--- RECORDS TO PROCESS ---
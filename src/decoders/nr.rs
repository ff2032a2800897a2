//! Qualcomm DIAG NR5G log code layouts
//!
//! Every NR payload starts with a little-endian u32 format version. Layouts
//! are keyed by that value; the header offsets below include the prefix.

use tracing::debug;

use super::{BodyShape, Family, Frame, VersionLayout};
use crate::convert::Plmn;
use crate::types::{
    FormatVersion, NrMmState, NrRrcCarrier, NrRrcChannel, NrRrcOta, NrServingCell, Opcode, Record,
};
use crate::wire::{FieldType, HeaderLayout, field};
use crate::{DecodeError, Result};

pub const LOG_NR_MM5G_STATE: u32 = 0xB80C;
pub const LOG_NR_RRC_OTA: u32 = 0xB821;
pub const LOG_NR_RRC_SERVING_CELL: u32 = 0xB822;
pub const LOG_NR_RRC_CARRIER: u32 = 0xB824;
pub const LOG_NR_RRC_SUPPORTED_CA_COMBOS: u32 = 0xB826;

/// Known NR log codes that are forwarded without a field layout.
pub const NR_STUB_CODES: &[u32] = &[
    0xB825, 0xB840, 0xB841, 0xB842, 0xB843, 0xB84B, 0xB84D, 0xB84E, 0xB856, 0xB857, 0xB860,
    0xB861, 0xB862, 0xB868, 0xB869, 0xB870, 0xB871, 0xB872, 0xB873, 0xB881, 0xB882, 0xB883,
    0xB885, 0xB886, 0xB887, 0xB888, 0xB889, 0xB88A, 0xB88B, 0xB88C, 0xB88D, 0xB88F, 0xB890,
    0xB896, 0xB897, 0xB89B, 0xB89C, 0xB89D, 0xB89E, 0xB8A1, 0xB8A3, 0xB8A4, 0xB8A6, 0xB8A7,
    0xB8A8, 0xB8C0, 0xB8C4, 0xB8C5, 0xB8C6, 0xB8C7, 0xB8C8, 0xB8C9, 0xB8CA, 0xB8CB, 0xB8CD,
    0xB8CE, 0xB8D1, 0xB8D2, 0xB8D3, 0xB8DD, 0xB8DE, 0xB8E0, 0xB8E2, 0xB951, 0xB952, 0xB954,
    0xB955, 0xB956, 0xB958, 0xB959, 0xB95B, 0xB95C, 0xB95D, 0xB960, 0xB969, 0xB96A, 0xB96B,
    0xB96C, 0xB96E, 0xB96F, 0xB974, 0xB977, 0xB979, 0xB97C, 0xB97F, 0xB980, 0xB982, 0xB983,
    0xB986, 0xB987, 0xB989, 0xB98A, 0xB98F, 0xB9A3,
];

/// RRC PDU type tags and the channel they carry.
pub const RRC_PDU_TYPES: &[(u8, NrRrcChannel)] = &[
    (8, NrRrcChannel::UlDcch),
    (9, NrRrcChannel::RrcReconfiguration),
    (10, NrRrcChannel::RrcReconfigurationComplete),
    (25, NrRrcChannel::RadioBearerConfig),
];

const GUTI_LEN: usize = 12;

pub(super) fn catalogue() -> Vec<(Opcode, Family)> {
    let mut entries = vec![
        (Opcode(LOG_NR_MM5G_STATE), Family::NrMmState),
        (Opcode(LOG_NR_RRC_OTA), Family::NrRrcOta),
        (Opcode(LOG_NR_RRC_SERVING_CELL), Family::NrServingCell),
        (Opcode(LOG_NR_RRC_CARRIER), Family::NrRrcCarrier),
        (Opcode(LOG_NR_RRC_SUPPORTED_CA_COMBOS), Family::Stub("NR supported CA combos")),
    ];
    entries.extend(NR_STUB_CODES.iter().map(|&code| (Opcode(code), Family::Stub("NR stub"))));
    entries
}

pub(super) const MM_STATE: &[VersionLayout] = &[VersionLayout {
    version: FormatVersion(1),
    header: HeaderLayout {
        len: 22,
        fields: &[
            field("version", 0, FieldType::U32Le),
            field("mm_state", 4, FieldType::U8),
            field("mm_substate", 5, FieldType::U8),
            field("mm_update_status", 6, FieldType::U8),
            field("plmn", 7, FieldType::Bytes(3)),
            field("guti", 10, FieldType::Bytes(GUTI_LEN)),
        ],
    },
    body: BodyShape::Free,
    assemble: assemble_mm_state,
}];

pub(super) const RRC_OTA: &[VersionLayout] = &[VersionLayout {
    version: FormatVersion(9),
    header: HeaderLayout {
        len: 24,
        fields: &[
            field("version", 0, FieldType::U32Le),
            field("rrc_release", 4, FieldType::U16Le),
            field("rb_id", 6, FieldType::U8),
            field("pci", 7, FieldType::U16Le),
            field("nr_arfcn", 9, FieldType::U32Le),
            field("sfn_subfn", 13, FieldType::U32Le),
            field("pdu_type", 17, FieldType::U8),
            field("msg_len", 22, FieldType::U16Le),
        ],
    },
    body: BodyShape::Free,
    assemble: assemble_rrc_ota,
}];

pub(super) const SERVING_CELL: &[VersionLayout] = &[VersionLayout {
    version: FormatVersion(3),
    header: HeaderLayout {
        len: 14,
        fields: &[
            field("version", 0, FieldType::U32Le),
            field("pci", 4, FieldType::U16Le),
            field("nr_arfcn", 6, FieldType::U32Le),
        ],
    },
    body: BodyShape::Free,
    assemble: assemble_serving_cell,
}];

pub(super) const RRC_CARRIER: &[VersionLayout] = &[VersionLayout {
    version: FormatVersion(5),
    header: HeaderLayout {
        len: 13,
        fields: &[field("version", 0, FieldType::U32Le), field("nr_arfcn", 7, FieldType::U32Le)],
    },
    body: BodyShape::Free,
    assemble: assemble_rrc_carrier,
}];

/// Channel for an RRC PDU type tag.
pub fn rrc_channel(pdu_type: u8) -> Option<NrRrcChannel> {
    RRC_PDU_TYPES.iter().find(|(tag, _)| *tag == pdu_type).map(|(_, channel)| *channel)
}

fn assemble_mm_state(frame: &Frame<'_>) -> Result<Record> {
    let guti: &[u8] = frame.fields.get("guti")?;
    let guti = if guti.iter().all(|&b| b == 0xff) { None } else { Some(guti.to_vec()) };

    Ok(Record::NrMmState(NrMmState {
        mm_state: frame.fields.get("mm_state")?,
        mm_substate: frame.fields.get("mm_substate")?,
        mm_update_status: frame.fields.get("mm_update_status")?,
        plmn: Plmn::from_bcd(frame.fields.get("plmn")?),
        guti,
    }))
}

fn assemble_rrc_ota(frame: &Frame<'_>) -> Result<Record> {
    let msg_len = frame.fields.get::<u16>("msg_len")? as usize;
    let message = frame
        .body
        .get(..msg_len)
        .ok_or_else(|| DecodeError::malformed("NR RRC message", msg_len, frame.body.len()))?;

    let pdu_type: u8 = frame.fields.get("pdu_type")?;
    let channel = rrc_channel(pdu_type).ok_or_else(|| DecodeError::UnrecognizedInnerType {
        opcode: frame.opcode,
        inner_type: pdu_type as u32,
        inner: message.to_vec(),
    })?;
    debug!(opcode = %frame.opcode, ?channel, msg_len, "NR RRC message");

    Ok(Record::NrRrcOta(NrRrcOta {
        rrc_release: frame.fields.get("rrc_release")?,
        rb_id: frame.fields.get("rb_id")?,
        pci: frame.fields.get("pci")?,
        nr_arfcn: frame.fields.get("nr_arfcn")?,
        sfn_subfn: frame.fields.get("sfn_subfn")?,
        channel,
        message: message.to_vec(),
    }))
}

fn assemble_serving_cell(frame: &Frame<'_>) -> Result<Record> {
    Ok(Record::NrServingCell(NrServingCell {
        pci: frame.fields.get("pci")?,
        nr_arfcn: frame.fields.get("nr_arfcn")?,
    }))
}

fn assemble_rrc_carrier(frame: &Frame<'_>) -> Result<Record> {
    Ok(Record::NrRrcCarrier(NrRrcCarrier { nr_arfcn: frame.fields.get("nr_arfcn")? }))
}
---
--- RECORDS TO PROCESS ---
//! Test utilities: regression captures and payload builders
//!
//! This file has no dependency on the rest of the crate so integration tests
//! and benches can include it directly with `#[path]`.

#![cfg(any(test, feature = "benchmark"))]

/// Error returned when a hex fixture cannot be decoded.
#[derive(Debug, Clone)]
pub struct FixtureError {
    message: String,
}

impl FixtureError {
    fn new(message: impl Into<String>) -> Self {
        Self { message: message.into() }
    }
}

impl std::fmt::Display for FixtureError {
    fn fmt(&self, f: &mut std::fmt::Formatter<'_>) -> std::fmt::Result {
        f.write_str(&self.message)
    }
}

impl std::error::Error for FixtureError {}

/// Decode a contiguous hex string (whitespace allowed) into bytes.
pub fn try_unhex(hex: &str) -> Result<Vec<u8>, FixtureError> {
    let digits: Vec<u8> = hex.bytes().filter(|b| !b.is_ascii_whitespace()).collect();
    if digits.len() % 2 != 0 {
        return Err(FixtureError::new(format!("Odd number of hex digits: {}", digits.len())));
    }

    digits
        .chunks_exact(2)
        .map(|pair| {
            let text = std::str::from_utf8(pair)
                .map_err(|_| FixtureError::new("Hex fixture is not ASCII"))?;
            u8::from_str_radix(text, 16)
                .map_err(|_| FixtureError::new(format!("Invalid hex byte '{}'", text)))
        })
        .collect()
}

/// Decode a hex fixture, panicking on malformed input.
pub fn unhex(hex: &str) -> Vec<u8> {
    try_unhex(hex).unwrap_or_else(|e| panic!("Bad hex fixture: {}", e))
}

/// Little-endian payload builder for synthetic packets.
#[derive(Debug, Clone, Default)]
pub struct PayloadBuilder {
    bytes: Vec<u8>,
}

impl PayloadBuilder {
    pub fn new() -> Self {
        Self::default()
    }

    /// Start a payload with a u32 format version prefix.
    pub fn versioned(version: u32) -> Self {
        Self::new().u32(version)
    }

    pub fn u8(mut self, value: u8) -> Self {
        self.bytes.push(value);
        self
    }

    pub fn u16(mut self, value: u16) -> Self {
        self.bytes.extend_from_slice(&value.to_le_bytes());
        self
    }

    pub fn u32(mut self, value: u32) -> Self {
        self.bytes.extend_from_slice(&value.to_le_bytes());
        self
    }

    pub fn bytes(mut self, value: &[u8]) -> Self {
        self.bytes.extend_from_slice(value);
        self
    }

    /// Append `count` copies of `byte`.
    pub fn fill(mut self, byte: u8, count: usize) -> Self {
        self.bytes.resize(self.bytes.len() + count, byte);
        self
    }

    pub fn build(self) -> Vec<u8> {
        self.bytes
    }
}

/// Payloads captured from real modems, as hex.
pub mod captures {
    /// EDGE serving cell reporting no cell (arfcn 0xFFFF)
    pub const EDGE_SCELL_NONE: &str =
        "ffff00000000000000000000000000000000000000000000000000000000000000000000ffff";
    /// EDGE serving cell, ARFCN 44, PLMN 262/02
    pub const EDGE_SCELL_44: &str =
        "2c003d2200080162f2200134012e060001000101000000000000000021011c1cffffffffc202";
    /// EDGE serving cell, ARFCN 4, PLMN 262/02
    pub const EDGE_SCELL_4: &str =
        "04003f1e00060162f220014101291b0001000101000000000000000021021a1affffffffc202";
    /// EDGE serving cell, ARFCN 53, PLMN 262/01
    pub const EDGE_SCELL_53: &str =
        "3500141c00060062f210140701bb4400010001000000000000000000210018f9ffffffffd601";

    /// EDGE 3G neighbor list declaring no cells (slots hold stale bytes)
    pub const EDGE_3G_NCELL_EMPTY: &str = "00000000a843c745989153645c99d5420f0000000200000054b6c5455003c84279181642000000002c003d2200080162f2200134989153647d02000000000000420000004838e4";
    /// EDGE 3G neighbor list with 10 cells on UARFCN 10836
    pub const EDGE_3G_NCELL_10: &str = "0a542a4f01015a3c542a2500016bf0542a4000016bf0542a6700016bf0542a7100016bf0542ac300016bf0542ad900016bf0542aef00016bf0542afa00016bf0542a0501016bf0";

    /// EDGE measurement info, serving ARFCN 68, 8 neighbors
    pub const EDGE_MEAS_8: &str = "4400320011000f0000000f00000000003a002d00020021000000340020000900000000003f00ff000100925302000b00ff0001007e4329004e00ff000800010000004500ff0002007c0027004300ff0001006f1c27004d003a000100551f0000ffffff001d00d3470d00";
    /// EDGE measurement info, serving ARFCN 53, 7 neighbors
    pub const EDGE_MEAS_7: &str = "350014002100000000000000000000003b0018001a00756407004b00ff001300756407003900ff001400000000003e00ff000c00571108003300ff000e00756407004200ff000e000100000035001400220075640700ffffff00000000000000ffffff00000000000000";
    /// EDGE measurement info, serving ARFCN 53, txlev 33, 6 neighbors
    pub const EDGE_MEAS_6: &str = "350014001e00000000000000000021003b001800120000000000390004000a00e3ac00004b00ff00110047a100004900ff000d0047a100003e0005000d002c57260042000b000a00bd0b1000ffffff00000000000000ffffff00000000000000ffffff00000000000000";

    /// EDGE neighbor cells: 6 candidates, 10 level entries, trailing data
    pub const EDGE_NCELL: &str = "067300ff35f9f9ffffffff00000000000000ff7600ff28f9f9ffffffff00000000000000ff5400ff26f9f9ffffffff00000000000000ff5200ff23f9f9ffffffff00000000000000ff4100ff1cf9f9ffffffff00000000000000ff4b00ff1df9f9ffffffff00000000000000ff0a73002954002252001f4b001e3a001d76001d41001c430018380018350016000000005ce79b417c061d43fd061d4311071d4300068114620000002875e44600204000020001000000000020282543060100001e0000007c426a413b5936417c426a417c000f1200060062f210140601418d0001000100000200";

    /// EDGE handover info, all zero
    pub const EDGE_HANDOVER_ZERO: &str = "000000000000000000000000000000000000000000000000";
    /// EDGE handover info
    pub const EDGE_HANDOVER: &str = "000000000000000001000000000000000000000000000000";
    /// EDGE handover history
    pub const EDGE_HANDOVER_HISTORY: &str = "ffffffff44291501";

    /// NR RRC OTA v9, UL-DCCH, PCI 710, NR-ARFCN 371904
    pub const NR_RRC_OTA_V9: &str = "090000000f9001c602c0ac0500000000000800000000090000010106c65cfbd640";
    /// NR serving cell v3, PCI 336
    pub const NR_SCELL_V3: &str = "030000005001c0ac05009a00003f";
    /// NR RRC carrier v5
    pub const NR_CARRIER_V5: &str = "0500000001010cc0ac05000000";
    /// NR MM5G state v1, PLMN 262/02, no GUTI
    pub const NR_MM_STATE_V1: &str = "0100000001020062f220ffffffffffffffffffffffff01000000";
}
---
--- RECORDS TO PROCESS ---
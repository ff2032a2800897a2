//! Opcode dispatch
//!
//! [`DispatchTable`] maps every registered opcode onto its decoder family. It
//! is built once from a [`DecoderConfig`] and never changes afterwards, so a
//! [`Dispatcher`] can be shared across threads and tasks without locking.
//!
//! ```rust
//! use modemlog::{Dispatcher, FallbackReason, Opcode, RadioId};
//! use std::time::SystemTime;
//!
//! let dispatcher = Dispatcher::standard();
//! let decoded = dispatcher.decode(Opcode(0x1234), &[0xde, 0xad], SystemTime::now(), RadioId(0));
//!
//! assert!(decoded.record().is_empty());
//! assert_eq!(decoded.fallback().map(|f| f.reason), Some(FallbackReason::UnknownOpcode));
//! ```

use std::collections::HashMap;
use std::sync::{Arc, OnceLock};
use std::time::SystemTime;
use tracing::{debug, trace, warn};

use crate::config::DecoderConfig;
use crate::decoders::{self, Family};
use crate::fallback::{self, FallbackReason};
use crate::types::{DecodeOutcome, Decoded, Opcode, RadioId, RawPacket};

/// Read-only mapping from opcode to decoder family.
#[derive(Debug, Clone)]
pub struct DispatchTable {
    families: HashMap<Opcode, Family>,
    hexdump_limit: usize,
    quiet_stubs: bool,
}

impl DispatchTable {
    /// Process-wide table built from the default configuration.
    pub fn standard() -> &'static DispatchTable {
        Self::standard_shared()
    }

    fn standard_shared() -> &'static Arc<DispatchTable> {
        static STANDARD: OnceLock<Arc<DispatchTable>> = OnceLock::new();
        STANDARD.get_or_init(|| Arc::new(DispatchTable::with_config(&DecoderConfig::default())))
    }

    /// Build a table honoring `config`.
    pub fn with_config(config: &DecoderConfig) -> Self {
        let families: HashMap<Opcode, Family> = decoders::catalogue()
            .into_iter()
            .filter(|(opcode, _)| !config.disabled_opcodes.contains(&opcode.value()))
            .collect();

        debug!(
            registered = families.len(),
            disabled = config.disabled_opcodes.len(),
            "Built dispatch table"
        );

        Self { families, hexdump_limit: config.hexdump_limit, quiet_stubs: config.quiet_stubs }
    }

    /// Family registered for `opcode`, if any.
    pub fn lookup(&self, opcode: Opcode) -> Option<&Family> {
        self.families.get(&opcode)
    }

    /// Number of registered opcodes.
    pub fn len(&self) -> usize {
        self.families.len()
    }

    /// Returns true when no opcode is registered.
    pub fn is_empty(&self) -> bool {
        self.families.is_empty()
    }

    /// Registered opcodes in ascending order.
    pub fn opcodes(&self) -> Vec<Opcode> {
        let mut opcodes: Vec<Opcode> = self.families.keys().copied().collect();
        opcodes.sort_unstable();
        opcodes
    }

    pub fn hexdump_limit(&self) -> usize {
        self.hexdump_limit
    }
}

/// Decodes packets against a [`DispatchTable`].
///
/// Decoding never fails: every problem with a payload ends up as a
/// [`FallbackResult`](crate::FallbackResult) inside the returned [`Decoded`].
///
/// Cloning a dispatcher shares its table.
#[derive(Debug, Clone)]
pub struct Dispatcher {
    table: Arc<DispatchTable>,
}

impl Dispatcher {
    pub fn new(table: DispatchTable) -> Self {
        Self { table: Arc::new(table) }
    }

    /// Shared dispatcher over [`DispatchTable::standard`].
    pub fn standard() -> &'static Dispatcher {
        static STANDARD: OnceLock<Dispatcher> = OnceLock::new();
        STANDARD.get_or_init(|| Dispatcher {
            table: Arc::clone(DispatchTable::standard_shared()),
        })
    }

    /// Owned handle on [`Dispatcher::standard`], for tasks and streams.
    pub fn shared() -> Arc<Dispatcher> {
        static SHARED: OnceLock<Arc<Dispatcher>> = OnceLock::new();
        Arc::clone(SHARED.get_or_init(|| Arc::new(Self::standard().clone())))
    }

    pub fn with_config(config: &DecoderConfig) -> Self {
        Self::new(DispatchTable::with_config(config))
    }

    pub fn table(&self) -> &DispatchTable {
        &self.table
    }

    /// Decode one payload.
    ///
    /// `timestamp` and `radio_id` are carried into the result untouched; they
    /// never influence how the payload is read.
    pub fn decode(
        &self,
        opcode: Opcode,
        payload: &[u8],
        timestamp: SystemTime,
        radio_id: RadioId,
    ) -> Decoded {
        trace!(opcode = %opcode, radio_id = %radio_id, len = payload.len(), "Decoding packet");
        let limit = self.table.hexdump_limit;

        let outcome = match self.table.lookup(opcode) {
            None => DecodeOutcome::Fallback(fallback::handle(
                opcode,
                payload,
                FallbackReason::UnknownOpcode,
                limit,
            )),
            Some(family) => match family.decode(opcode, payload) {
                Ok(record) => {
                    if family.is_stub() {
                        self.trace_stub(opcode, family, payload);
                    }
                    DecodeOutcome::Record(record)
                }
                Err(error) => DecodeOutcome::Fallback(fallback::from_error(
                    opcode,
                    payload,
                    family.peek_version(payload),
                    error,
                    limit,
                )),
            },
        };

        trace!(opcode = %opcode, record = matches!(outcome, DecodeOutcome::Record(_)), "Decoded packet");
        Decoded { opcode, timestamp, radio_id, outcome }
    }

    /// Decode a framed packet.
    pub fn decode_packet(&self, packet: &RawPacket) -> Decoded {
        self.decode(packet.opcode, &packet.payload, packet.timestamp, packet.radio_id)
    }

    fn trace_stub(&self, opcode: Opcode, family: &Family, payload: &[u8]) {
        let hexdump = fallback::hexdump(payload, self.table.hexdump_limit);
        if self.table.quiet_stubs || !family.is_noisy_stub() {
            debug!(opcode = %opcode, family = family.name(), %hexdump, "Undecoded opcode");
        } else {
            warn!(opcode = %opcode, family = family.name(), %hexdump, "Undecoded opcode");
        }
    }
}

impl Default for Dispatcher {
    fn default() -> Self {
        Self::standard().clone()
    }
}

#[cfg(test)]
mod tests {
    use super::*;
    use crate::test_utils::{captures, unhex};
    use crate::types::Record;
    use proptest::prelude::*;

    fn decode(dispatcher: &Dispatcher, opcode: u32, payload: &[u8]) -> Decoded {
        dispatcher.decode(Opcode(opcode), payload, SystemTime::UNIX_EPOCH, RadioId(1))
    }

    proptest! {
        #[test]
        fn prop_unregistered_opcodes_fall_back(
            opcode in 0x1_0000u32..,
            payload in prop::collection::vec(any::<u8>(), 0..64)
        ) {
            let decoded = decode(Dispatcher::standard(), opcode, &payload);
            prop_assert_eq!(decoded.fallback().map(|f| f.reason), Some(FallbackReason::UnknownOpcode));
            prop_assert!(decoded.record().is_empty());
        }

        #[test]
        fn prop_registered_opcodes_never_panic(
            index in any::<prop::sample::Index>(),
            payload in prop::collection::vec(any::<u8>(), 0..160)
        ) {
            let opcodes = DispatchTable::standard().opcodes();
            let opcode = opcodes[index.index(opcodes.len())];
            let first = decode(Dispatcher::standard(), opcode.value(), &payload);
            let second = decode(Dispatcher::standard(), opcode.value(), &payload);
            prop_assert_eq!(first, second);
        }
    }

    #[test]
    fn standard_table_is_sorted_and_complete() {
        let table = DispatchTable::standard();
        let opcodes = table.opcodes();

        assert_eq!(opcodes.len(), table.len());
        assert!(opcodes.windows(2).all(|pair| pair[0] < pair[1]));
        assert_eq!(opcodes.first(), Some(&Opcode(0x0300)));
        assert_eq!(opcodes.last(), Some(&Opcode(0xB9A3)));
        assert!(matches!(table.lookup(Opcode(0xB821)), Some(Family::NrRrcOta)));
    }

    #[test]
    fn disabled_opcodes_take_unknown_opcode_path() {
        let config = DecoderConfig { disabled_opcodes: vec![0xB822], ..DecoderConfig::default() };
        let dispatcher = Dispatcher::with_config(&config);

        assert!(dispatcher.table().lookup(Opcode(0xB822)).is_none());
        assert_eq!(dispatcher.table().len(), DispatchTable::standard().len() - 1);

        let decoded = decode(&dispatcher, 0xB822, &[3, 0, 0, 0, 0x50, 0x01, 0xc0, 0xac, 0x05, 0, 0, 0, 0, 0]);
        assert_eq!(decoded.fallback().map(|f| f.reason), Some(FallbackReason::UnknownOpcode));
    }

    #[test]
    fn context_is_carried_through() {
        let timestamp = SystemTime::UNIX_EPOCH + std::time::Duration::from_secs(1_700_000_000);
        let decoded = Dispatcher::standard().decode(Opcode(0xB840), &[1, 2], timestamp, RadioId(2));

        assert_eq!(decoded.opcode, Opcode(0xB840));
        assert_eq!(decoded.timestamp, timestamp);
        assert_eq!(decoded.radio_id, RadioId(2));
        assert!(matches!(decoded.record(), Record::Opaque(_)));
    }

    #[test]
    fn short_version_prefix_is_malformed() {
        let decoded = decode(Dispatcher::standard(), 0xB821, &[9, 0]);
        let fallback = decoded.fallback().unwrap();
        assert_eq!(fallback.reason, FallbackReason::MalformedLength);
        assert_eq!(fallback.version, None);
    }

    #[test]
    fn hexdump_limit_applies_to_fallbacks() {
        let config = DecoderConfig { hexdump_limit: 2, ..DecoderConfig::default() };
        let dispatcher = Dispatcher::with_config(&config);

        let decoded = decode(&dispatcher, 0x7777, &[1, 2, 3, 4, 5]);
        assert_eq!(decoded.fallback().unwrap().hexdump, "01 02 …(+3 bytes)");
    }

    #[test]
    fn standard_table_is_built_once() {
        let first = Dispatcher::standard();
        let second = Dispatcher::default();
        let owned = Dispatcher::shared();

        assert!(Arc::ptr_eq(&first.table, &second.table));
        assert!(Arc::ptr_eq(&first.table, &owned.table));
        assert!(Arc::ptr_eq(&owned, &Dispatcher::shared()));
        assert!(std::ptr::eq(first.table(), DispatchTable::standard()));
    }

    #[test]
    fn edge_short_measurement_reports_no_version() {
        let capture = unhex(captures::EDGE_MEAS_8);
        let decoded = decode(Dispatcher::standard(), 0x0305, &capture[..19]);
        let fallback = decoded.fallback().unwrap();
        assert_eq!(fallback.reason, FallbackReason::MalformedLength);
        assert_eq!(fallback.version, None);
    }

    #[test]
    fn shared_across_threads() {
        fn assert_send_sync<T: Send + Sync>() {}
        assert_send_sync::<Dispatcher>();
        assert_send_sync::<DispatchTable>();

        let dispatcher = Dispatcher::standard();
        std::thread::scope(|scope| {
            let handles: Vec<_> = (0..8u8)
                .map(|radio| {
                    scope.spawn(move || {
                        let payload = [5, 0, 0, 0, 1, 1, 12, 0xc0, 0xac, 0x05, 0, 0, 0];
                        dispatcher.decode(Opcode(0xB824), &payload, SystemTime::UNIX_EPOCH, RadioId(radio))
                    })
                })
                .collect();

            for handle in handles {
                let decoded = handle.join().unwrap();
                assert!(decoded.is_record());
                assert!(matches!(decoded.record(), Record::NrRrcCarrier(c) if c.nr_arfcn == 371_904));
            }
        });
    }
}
---
- **WORK INSTRUCTIONS**
Of the entries listed above, reproduce only the lines starting at the line containing "filename src/decoders/nr.rs" and ending at the line containing "include the prefix.". Include both, exactly as they stand.

- **SOLUTION FOR THIS EXERCISE**
filename src/decoders/nr.rs
repository ff2032a2800897a2
//! Qualcomm DIAG NR5G log code layouts
//!
//! Every NR payload starts with a little-endian u32 format version. Layouts
//! are keyed by that value; the header offsets below include the prefix.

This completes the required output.